Return all the lines below in which the string "impl" appears.

===== Material for the task

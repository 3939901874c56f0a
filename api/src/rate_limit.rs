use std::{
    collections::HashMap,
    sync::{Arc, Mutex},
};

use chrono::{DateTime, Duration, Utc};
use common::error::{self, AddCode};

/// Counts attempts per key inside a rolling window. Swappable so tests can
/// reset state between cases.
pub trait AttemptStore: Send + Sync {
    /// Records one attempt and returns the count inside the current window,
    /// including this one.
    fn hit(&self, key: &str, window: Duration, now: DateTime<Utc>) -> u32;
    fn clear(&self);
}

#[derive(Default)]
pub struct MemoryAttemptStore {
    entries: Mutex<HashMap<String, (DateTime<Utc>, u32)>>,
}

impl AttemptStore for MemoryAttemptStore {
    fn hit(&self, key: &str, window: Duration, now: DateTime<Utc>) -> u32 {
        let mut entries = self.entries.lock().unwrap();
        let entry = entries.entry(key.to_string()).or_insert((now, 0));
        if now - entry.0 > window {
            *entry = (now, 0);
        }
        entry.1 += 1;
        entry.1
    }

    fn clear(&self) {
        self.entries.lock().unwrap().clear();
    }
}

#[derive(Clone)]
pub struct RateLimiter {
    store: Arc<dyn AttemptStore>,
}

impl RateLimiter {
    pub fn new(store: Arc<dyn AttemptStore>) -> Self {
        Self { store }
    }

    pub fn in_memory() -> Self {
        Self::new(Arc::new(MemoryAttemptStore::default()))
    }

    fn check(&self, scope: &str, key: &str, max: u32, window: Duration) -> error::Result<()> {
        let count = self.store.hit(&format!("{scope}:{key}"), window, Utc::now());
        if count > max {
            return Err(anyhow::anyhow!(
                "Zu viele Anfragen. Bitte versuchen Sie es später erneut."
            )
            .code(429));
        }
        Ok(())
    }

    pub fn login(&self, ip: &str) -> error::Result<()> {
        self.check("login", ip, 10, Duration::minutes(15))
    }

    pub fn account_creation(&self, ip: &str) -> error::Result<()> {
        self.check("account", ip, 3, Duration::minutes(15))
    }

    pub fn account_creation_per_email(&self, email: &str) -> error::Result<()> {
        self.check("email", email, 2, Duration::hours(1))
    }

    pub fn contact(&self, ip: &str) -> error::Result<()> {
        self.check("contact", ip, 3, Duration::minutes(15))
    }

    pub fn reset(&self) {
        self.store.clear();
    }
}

==========
===== Material for the task

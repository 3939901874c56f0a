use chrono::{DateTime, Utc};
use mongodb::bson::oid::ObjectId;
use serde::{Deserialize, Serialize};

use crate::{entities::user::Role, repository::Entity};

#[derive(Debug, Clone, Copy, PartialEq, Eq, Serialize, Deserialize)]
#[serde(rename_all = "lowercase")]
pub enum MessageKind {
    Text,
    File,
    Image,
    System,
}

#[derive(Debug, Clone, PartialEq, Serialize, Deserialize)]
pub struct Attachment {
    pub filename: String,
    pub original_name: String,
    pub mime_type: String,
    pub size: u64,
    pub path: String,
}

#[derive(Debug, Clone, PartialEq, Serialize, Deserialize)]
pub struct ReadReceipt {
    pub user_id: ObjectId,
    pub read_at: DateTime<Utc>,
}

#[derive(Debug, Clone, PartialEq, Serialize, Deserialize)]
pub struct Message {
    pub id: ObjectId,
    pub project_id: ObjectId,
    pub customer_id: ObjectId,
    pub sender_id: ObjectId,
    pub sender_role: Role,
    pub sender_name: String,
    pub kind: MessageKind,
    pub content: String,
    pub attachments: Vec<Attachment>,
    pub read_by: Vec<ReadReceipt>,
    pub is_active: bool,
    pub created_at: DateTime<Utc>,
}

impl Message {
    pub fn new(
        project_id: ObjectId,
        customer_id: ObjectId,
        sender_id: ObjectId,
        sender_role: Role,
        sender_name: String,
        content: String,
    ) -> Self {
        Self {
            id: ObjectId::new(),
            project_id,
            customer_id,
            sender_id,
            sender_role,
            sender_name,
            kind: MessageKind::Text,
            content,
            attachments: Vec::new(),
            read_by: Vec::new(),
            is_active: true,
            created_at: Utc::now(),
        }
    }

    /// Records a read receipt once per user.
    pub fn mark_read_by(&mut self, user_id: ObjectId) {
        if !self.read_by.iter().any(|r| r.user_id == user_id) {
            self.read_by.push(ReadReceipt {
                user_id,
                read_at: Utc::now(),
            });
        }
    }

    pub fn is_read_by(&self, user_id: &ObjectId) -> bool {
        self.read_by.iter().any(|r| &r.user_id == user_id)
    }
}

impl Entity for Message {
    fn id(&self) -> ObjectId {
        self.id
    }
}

==========
===== Material for the task

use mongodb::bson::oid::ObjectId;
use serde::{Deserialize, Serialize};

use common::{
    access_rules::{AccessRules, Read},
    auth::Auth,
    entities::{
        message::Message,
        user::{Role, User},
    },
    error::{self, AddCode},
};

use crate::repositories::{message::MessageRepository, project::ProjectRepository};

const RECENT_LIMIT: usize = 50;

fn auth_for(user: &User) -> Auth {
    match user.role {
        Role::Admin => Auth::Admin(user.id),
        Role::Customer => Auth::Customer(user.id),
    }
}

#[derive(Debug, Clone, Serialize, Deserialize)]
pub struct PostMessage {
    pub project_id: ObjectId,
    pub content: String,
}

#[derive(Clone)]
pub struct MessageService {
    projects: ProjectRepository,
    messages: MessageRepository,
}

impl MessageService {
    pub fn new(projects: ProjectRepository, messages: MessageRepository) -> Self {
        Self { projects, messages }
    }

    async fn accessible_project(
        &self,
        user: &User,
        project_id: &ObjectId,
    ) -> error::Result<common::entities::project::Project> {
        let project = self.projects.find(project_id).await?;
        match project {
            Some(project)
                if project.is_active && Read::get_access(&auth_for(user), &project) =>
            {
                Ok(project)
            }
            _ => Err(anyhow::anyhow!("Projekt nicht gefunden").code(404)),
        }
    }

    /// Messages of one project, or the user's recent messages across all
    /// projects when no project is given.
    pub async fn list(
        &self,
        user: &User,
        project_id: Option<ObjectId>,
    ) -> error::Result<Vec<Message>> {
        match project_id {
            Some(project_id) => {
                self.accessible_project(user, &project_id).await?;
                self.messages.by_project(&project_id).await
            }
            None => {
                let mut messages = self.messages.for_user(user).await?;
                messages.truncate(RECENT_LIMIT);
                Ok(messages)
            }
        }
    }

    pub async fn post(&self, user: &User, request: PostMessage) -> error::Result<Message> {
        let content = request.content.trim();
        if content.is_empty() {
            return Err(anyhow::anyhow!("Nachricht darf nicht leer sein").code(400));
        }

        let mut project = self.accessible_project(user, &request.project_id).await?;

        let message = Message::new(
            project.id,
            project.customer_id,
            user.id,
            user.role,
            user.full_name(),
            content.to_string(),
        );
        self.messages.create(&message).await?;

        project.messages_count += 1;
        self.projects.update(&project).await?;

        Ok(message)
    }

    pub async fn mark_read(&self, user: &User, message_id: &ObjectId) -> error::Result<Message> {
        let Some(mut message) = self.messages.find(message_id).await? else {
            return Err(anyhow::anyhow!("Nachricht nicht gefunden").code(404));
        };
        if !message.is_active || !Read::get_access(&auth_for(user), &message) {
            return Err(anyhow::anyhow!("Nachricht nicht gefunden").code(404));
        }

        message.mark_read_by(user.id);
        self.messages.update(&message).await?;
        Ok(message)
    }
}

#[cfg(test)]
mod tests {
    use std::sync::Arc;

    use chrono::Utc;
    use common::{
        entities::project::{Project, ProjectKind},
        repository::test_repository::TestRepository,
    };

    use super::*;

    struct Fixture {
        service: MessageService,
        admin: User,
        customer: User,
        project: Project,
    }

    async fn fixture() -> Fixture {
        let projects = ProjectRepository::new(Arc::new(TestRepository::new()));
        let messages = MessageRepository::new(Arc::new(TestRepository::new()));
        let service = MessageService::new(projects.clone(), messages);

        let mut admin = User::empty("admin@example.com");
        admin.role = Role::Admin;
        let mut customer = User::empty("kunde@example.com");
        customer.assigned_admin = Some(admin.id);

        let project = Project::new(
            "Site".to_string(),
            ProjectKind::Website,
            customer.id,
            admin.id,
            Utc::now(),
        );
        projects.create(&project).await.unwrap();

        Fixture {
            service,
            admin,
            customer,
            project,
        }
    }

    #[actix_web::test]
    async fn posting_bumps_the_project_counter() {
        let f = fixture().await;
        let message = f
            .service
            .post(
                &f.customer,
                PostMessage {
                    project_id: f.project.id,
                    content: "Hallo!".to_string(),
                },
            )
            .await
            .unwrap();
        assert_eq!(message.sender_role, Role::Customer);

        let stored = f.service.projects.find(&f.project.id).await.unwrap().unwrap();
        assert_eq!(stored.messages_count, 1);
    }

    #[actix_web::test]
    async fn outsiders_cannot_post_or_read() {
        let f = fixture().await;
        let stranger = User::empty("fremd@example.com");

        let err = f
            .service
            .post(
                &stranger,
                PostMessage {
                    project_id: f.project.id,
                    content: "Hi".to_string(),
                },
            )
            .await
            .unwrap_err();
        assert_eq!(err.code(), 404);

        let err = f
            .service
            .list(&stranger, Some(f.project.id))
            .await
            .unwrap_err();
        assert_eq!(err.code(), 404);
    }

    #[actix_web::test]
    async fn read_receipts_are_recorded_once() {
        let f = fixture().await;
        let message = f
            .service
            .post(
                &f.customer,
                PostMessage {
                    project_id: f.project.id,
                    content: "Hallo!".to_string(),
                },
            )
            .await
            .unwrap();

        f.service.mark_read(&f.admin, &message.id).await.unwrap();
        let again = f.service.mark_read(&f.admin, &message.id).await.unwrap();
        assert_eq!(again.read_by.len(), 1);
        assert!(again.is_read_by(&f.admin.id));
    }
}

==========

__Response below__.
impl AttemptStore for MemoryAttemptStore {
impl RateLimiter {
impl Message {
impl Entity for Message {
impl MessageService {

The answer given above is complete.